— DATA —
------------

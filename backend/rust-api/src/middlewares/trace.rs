use axum::{
    extract::Request,
    http::{header::HeaderName, HeaderValue},
    middleware::Next,
    response::Response,
};
use tracing::Instrument;
use uuid::Uuid;

pub const TRACE_ID_HEADER: &str = "x-trace-id";

#[derive(Clone, Debug)]
pub struct RequestTraceContext {
    pub trace_id: String,
}

fn incoming_trace_id(request: &Request) -> Option<String> {
    request
        .headers()
        .get(TRACE_ID_HEADER)
        .and_then(|value| value.to_str().ok())
        .map(str::trim)
        .filter(|value| !value.is_empty() && value.len() <= 128)
        .map(str::to_string)
}

/// Propagates or mints `x-trace-id`, exposes it to handlers and runs the request
/// inside a span carrying it.
pub async fn trace_context_middleware(mut request: Request, next: Next) -> Response {
    let trace_id = incoming_trace_id(&request).unwrap_or_else(|| Uuid::new_v4().to_string());
    let header = HeaderName::from_static(TRACE_ID_HEADER);
    let value = HeaderValue::from_str(&trace_id).ok();

    request.extensions_mut().insert(RequestTraceContext {
        trace_id: trace_id.clone(),
    });
    if let Some(value) = value.clone() {
        request.headers_mut().insert(header.clone(), value);
    }

    let span = tracing::info_span!(
        "request",
        trace_id = %trace_id,
        method = %request.method(),
        path = %request.uri().path()
    );
    let mut response = next.run(request).instrument(span).await;

    if let Some(value) = value {
        response.headers_mut().entry(header).or_insert(value);
    }
    response
}
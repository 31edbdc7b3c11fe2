use std::time::Duration;

#[derive(Clone, Debug)]
pub struct RetryConfig {
    pub max_attempts: usize,
    pub base_backoff: Duration,
    pub max_backoff: Duration,
    pub jitter_max: Option<Duration>,
}

impl Default for RetryConfig {
    fn default() -> Self {
        Self {
            max_attempts: 3,
            base_backoff: Duration::from_millis(50),
            max_backoff: Duration::from_millis(500),
            jitter_max: Some(Duration::from_millis(25)),
        }
    }
}

impl RetryConfig {
    /// Slot reservation: 3 tries, 100ms doubling, no jitter.
    pub fn assignment() -> Self {
        Self {
            max_attempts: 3,
            base_backoff: Duration::from_millis(100),
            max_backoff: Duration::from_millis(400),
            jitter_max: None,
        }
    }

    /// Provider calls (embeddings, selection criteria) that are safe to repeat.
    pub fn provider() -> Self {
        Self {
            max_attempts: 2,
            base_backoff: Duration::from_millis(200),
            max_backoff: Duration::from_millis(2000),
            jitter_max: Some(Duration::from_millis(100)),
        }
    }

    /// Delay slept after failed attempt number `attempt` (1-based).
    pub fn backoff_for(&self, attempt: usize) -> Duration {
        let exponent = attempt.saturating_sub(1).min(16) as u32;
        let backoff = self.base_backoff.saturating_mul(2u32.saturating_pow(exponent));
        let backoff = std::cmp::min(backoff, self.max_backoff);

        match self.jitter_max {
            Some(jitter_max) if !jitter_max.is_zero() => {
                let jitter_ms = jitter_max.as_millis() as u64;
                backoff + Duration::from_millis(rand::random::<u64>() % (jitter_ms + 1))
            }
            _ => backoff,
        }
    }
}

/// Bounded retry loop; errors for which `should_retry` is false return immediately.
pub async fn retry_async_if<F, Fut, T, E, P>(
    config: RetryConfig,
    mut f: F,
    should_retry: P,
) -> Result<T, E>
where
    F: FnMut() -> Fut,
    Fut: std::future::Future<Output = Result<T, E>>,
    P: Fn(&E) -> bool,
{
    let max_attempts = config.max_attempts.max(1);
    let mut attempt = 0;

    loop {
        attempt += 1;
        match f().await {
            Ok(value) => return Ok(value),
            Err(err) => {
                if attempt >= max_attempts || !should_retry(&err) {
                    return Err(err);
                }
                let wait = config.backoff_for(attempt);
                tracing::debug!(attempt, ?wait, "retrying after failure");
                tokio::time::sleep(wait).await;
            }
        }
    }
}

------------

— PROBLEM TO SOLVE —
Where a line in the material above holds "usize", copy that line.

— EXERCISE SOLUTION —
    pub max_attempts: usize,
    pub fn backoff_for(&self, attempt: usize) -> Duration {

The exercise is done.